- TASK OBJECTIVE
Keep only the lines that hold the string "struct", filtering out the rest of the entries below.

- DATA UNDER STUDY
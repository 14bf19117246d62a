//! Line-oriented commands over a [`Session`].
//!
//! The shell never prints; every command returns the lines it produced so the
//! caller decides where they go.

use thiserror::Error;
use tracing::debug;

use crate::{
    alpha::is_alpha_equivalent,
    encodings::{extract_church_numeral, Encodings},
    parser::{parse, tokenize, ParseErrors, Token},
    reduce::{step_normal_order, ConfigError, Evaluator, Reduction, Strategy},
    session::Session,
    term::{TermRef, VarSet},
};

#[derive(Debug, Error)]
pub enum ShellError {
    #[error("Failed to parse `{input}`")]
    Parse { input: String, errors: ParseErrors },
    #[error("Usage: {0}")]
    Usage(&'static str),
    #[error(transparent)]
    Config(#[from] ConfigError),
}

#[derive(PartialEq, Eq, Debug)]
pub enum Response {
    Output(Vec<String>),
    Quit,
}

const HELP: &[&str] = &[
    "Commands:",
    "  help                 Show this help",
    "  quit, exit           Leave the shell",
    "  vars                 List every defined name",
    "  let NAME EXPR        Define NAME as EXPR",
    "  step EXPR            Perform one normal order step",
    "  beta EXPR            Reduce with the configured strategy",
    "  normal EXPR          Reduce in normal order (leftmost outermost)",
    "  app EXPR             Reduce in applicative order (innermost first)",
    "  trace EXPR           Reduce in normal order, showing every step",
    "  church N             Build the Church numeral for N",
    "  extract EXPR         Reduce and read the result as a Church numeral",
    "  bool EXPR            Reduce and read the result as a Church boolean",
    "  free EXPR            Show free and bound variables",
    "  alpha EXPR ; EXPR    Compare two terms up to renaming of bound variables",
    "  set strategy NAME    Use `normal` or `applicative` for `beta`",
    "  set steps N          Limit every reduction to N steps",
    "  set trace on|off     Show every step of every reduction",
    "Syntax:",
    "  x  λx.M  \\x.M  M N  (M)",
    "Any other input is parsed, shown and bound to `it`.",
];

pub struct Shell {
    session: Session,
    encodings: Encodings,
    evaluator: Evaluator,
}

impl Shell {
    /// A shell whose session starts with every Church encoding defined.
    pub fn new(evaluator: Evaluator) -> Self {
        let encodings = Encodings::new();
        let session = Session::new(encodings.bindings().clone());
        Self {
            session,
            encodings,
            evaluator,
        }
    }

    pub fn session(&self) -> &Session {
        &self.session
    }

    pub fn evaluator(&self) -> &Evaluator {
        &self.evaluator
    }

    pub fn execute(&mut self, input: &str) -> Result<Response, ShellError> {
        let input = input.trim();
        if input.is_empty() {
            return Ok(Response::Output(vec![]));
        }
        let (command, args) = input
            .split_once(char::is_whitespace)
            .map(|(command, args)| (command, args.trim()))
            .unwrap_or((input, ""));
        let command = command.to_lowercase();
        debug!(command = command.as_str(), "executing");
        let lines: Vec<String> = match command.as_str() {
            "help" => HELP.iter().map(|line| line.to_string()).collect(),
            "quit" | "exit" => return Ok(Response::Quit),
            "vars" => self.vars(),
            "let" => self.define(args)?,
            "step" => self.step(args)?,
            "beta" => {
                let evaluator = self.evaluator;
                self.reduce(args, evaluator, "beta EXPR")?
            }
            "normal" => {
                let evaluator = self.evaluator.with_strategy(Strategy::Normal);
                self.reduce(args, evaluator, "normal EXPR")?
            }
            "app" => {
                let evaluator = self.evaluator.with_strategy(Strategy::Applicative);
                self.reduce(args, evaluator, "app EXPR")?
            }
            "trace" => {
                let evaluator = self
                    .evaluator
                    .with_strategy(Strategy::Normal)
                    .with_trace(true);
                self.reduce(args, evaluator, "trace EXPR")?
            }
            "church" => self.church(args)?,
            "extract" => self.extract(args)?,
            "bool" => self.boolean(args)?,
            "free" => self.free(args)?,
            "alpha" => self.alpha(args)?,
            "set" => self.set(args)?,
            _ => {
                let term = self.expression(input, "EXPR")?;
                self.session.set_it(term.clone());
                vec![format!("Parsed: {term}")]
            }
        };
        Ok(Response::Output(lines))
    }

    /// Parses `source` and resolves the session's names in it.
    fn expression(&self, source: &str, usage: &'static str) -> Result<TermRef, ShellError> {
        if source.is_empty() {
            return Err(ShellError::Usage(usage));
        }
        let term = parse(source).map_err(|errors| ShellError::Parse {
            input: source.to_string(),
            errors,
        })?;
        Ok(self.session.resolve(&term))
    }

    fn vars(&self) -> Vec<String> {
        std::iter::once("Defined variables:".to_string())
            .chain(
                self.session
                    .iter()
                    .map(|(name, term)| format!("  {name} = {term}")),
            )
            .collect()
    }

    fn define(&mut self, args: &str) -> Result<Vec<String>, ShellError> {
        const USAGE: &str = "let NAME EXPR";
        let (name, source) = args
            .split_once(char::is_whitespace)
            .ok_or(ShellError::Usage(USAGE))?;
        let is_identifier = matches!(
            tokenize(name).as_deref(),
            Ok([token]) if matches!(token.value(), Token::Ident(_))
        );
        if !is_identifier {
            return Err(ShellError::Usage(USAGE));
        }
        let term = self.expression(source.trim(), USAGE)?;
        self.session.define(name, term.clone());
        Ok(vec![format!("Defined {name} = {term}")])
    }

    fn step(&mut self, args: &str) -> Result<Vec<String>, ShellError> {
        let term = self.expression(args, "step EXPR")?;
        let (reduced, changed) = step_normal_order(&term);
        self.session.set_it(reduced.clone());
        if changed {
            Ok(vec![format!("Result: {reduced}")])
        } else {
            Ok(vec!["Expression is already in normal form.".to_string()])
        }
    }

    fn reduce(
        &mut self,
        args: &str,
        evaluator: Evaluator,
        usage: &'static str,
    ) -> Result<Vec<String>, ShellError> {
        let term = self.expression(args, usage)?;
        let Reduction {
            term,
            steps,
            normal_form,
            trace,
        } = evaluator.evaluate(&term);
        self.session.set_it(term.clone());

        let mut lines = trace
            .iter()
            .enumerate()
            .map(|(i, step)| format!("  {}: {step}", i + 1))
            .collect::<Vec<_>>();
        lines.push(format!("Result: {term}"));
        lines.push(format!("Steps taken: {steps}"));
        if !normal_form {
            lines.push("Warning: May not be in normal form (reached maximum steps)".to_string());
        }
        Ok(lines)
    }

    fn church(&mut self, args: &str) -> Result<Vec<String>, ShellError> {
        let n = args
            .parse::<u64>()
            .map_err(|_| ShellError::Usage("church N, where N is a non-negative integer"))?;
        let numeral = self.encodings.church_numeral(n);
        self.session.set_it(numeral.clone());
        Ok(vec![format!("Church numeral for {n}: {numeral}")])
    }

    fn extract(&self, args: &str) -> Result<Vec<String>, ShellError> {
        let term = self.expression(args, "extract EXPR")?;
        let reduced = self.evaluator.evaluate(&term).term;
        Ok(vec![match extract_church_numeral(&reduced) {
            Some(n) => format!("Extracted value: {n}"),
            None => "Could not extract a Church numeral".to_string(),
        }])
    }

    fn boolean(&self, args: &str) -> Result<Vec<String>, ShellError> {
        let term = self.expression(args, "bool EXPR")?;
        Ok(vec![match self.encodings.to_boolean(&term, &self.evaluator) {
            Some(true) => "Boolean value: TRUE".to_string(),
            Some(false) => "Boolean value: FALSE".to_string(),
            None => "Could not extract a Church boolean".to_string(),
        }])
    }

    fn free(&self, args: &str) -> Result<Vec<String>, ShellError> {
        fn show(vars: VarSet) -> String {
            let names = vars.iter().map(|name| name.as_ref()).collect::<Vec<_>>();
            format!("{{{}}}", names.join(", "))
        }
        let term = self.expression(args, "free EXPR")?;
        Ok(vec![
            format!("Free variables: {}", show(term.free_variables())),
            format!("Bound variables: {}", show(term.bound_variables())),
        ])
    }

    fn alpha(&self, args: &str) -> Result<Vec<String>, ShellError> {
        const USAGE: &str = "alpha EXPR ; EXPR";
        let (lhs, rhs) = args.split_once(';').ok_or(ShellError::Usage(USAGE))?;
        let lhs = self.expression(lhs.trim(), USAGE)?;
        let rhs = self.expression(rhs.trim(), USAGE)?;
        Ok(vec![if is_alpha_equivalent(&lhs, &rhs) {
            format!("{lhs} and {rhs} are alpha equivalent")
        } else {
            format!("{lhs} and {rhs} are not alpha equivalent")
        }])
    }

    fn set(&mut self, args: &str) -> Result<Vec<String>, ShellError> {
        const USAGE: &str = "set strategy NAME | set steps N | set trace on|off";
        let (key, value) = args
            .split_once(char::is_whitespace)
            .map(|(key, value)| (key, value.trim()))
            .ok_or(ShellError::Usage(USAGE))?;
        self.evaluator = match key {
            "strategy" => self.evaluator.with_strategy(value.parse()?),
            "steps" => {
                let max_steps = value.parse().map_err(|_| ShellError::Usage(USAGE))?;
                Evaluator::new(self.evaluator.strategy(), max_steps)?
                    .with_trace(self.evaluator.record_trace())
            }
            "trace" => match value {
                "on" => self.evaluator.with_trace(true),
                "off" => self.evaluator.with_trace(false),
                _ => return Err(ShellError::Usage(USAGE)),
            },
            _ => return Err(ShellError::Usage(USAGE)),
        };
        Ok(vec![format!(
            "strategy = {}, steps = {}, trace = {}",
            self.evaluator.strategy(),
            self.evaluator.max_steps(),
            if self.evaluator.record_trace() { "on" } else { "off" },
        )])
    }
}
--
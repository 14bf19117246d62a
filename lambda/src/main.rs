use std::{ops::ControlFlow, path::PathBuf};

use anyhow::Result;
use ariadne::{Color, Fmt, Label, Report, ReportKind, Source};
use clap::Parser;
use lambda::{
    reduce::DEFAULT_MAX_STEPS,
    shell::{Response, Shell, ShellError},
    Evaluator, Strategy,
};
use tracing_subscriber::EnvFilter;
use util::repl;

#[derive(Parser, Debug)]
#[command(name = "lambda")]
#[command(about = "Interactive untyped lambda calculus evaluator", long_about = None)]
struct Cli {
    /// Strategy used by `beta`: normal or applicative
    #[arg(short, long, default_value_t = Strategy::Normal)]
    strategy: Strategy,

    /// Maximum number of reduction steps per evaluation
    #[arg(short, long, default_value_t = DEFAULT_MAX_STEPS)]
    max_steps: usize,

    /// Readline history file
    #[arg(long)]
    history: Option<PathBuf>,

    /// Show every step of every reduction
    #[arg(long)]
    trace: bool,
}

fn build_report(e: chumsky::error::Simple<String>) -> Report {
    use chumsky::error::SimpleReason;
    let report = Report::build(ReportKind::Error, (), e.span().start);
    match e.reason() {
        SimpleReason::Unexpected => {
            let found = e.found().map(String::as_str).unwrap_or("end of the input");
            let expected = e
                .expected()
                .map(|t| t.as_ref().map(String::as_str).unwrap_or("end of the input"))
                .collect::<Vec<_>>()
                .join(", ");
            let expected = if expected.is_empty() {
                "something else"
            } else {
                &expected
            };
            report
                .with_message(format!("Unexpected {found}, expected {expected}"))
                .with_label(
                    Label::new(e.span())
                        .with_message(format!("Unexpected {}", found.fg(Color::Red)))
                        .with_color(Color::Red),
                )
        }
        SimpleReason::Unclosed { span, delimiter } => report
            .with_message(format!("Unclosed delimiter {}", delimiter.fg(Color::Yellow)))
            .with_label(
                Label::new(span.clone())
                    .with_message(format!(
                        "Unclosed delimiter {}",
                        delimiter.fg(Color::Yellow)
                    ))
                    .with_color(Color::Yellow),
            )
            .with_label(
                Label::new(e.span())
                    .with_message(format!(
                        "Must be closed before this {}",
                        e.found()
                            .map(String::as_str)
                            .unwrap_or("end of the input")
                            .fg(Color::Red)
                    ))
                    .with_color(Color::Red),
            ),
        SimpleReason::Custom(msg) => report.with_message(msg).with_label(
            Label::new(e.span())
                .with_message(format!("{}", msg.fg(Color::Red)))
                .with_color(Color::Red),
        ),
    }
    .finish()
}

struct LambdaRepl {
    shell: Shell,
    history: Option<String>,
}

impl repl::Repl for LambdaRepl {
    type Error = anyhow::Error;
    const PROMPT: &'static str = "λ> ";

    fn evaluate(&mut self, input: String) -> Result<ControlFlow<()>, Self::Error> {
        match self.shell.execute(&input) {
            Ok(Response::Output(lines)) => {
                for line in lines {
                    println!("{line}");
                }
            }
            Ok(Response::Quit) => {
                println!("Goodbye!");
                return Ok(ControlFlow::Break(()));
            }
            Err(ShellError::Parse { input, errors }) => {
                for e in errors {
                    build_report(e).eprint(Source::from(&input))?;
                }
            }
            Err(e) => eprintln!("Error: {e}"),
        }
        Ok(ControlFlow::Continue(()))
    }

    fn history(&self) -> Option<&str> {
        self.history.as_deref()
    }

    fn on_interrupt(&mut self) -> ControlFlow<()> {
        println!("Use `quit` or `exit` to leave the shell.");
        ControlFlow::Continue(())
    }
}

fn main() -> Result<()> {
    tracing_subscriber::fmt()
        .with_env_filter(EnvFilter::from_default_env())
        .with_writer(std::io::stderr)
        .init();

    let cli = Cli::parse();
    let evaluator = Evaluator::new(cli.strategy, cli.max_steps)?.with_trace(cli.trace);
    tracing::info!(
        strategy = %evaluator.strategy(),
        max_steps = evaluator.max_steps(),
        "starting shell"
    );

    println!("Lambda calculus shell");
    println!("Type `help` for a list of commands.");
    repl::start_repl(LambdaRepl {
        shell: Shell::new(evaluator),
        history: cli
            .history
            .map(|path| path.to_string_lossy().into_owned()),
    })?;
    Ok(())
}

- TASK RESULT
pub struct Shell {
struct Cli {
struct LambdaRepl {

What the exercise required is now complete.